Problem details: Reproduce exactly the lines from the top of the records below through the line holding "pub fn new(config: &LocalConfig)".

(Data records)

○ ○ ○

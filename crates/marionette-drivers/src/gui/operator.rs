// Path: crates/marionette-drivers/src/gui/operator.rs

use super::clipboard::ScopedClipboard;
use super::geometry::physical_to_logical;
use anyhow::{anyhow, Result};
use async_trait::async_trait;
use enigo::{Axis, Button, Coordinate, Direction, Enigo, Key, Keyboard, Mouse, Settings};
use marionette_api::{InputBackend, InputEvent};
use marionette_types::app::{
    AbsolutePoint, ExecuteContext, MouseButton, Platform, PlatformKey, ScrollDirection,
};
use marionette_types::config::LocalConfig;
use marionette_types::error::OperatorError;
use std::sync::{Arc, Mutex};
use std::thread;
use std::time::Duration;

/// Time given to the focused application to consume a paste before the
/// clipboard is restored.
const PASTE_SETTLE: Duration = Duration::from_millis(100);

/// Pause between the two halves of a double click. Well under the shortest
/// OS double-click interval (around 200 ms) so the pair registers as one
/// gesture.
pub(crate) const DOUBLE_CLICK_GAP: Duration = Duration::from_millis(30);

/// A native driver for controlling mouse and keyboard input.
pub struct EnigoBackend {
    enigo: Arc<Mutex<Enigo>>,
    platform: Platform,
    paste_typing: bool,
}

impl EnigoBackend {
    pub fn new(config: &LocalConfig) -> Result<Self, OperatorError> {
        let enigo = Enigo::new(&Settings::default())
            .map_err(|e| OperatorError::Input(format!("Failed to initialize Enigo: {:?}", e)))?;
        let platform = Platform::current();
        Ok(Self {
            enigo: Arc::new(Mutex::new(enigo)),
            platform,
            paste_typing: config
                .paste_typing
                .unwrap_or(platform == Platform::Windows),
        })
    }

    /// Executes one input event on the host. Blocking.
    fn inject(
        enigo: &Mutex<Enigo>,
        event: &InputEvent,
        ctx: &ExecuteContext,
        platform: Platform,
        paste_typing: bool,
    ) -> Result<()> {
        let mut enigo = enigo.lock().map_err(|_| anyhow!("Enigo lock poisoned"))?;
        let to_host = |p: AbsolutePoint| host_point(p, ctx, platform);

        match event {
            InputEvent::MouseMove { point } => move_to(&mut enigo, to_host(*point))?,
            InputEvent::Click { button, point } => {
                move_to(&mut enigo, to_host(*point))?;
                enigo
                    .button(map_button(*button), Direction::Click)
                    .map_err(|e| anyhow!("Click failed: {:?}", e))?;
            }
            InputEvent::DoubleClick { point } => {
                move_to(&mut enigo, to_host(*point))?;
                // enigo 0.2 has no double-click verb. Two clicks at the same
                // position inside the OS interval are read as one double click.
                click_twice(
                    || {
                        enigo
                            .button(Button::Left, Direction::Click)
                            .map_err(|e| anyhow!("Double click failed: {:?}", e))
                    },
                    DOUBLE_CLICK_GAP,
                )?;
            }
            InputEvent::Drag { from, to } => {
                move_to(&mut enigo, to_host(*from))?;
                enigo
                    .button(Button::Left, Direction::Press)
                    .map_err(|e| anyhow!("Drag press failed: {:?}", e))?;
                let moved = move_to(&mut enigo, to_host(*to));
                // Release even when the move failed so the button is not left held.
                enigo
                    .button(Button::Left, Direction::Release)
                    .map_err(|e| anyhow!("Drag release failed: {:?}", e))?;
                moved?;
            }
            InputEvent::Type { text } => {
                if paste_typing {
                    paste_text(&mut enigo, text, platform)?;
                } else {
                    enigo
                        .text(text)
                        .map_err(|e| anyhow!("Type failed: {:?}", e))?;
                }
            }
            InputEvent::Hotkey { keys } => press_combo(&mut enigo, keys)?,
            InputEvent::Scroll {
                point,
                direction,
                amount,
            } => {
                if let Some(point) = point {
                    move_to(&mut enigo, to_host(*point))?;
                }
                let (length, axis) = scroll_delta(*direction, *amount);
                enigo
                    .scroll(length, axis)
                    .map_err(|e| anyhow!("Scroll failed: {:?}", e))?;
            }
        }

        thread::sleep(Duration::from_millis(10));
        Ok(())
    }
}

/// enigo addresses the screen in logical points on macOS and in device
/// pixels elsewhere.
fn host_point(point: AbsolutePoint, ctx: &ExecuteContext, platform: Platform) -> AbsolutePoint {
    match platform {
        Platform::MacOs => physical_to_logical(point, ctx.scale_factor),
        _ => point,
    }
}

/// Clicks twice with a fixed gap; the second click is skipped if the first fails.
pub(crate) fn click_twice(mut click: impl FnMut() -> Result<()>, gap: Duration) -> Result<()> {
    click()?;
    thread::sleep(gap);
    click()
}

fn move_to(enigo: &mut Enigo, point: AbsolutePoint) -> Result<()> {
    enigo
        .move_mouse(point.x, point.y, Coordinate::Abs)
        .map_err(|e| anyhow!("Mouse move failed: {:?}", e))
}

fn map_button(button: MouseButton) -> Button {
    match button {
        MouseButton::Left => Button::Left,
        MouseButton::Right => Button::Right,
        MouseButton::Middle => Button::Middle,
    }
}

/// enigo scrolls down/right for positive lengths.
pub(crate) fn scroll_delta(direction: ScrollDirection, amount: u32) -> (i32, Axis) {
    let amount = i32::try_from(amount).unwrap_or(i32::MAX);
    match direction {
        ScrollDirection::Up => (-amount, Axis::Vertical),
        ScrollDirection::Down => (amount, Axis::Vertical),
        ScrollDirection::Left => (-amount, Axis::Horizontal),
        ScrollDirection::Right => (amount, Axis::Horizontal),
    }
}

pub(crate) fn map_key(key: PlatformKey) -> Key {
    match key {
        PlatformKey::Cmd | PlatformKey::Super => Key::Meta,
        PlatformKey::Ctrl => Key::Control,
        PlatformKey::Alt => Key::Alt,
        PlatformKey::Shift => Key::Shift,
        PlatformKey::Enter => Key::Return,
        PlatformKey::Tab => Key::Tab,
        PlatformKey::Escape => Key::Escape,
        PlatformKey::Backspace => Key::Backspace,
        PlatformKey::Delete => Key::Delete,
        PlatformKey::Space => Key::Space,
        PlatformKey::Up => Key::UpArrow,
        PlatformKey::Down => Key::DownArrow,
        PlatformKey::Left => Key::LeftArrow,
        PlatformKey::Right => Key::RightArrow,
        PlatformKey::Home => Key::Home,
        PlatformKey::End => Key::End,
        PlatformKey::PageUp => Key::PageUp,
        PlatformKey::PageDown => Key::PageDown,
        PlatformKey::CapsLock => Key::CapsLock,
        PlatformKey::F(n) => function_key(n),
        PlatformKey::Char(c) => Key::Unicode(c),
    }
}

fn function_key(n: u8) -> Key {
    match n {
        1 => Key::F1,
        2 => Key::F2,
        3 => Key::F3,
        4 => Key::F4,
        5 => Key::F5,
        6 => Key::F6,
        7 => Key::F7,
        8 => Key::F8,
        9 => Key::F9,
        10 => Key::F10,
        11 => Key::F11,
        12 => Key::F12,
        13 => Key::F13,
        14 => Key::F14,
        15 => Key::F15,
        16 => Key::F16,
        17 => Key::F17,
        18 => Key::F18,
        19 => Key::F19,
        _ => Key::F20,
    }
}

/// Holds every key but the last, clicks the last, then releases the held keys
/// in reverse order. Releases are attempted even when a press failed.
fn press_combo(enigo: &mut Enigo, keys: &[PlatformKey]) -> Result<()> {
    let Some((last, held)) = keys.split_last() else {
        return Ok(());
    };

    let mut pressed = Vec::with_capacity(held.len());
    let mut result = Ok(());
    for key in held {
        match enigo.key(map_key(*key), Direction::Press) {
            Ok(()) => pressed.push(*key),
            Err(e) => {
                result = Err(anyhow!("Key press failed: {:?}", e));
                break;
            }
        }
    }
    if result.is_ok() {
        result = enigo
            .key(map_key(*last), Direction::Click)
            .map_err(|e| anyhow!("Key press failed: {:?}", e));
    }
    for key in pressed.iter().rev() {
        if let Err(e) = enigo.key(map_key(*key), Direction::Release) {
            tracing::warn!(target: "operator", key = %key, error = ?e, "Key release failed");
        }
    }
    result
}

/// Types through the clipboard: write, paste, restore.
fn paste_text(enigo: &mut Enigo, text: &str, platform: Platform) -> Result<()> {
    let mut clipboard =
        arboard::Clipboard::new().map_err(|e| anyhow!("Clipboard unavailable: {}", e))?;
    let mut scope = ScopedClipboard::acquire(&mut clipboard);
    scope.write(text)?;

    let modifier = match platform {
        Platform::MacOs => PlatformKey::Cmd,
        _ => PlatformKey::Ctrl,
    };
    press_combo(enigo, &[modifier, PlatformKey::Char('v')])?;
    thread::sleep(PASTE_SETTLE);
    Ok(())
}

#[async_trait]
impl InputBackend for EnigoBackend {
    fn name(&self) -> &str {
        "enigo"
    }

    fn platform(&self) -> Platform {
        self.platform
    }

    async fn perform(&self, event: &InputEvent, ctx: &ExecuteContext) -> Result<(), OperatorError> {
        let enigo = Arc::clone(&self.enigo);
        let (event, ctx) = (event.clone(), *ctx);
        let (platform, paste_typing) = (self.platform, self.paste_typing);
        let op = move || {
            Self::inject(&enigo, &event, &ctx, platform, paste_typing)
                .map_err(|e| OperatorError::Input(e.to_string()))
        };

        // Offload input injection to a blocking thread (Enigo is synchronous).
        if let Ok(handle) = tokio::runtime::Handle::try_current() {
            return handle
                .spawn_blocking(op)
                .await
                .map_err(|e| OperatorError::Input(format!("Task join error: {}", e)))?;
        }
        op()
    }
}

○ ○ ○

Reply:
filename crates/marionette-drivers/src/gui/operator.rs
// Path: crates/marionette-drivers/src/gui/operator.rs

use super::clipboard::ScopedClipboard;
use super::geometry::physical_to_logical;
use anyhow::{anyhow, Result};
use async_trait::async_trait;
use enigo::{Axis, Button, Coordinate, Direction, Enigo, Key, Keyboard, Mouse, Settings};
use marionette_api::{InputBackend, InputEvent};
use marionette_types::app::{
    AbsolutePoint, ExecuteContext, MouseButton, Platform, PlatformKey, ScrollDirection,
};
use marionette_types::config::LocalConfig;
use marionette_types::error::OperatorError;
use std::sync::{Arc, Mutex};
use std::thread;
use std::time::Duration;

/// Time given to the focused application to consume a paste before the
/// clipboard is restored.
const PASTE_SETTLE: Duration = Duration::from_millis(100);

/// Pause between the two halves of a double click. Well under the shortest
/// OS double-click interval (around 200 ms) so the pair registers as one
/// gesture.
pub(crate) const DOUBLE_CLICK_GAP: Duration = Duration::from_millis(30);

/// A native driver for controlling mouse and keyboard input.
pub struct EnigoBackend {
    enigo: Arc<Mutex<Enigo>>,
    platform: Platform,
    paste_typing: bool,
}

impl EnigoBackend {
    pub fn new(config: &LocalConfig) -> Result<Self, OperatorError> {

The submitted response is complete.